A followup to the post about the Dow Jones task force, below….
I had an email exchange with an editor I respect about the merging of print and online newsrooms and operations that tends to follow such task forces. There’s a vital issue many are dancing around:
Who’s in charge of the future? The print guys or the online guys?
At many media companies, online was started as a separate division and for good reason. If it had begun as part of the print newsroom, the editors there would have tried to mold the internet into the image of print, and the business people would have sold the internet as a valueless add-on to print. Some are still trying. At my last employer, we started separately for good reason. But today, if the entire company doesn’t become digital, it’s dead. That’s why news companies are merging newsrooms.

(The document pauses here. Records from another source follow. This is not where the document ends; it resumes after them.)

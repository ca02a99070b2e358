use actix_web::{HttpResponse, ResponseError};
use serde::Serialize;
use utoipa::ToSchema;

use crate::bump::BumpError;
use crate::repo::RepoError;

#[derive(Debug, Serialize, ToSchema)]
pub struct ApiErrorBody {
    pub error: String,
}

#[derive(thiserror::Error, Debug)]
pub enum ApiError {
    #[error("{0}")] BadRequest(String),
    #[error("not logged in")] Unauthorized,
    #[error("staff only")] Forbidden,
    #[error("{0}")] NotFound(String),
    #[error("conflict")] Conflict,
    #[error("{0}")] Internal(String),
}

impl From<RepoError> for ApiError {
    fn from(e: RepoError) -> Self {
        match e {
            RepoError::NotFound => ApiError::NotFound("not found".into()),
            RepoError::Conflict => ApiError::Conflict,
            RepoError::Internal(cause) => {
                tracing::error!("repository failure: {cause}");
                ApiError::Internal("internal error".into())
            }
        }
    }
}

impl From<BumpError> for ApiError {
    fn from(e: BumpError) -> Self {
        let msg = e.to_string();
        match e {
            BumpError::MissingParameter | BumpError::InvalidParameter(_) => ApiError::BadRequest(msg),
            BumpError::Disabled | BumpError::PostNotFound(_) | BumpError::ThreadNotFound { .. } => ApiError::NotFound(msg),
            BumpError::UpdateFailed { .. } | BumpError::Storage => ApiError::Internal(msg),
        }
    }
}

impl ResponseError for ApiError {
    fn status_code(&self) -> actix_web::http::StatusCode {
        use actix_web::http::StatusCode;
        match self {
            ApiError::BadRequest(_) => StatusCode::BAD_REQUEST,
            ApiError::Unauthorized => StatusCode::UNAUTHORIZED,
            ApiError::Forbidden => StatusCode::FORBIDDEN,
            ApiError::NotFound(_) => StatusCode::NOT_FOUND,
            ApiError::Conflict => StatusCode::CONFLICT,
            ApiError::Internal(_) => StatusCode::INTERNAL_SERVER_ERROR,
        }
    }

    fn error_response(&self) -> HttpResponse {
        HttpResponse::build(self.status_code()).json(ApiErrorBody { error: self.to_string() })
    }
}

So who should be in charge? In many of the efforts to merge or reorganize news companies, the print people ended up in charge. They have more ballast and political clout. They are the 2,000-pound canaries. Now I don’t mean to diminish their experience, of course. But the experience of the online people is being diminished and shouldn’t be. They have worked to invent new products with new opportunities and understand this new world, but again and again, I’ve seen them shoved aside or exiled as threats. That is a big mistake.

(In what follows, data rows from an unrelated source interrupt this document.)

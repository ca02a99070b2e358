pub mod auth;
pub mod bump;
pub mod error;
pub mod guard;
pub mod models;
pub mod openapi;
pub mod repo;
pub mod routes;
pub mod settings;

// Re-export commonly used items for tests / external users
pub use bump::{BumpError, BumpOutcome, BumpResetOperation};
pub use guard::StaffGuard;
pub use routes::{config, AppState};
pub use settings::Settings;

The ballsy news company will not only give precedence to the internet but also to the people who know the internet. I’m afraid I’m not seeing that happen.
: LATER: Michael Urlocker has some advice on disruption and task forces for Dow Jones.
: Roy Greenslade chimes in.
: Matt Terenzio says:
Newspapers are more religion than business to many of their producers. We need a left turn and it’s nearly impossible to get them to budge a few degrees.
One more thing.
It is my opinion that it would be much easier and faster to get the online folks up to speed on traditional journalism and print business practices than it would be to get the print folks to understand the web.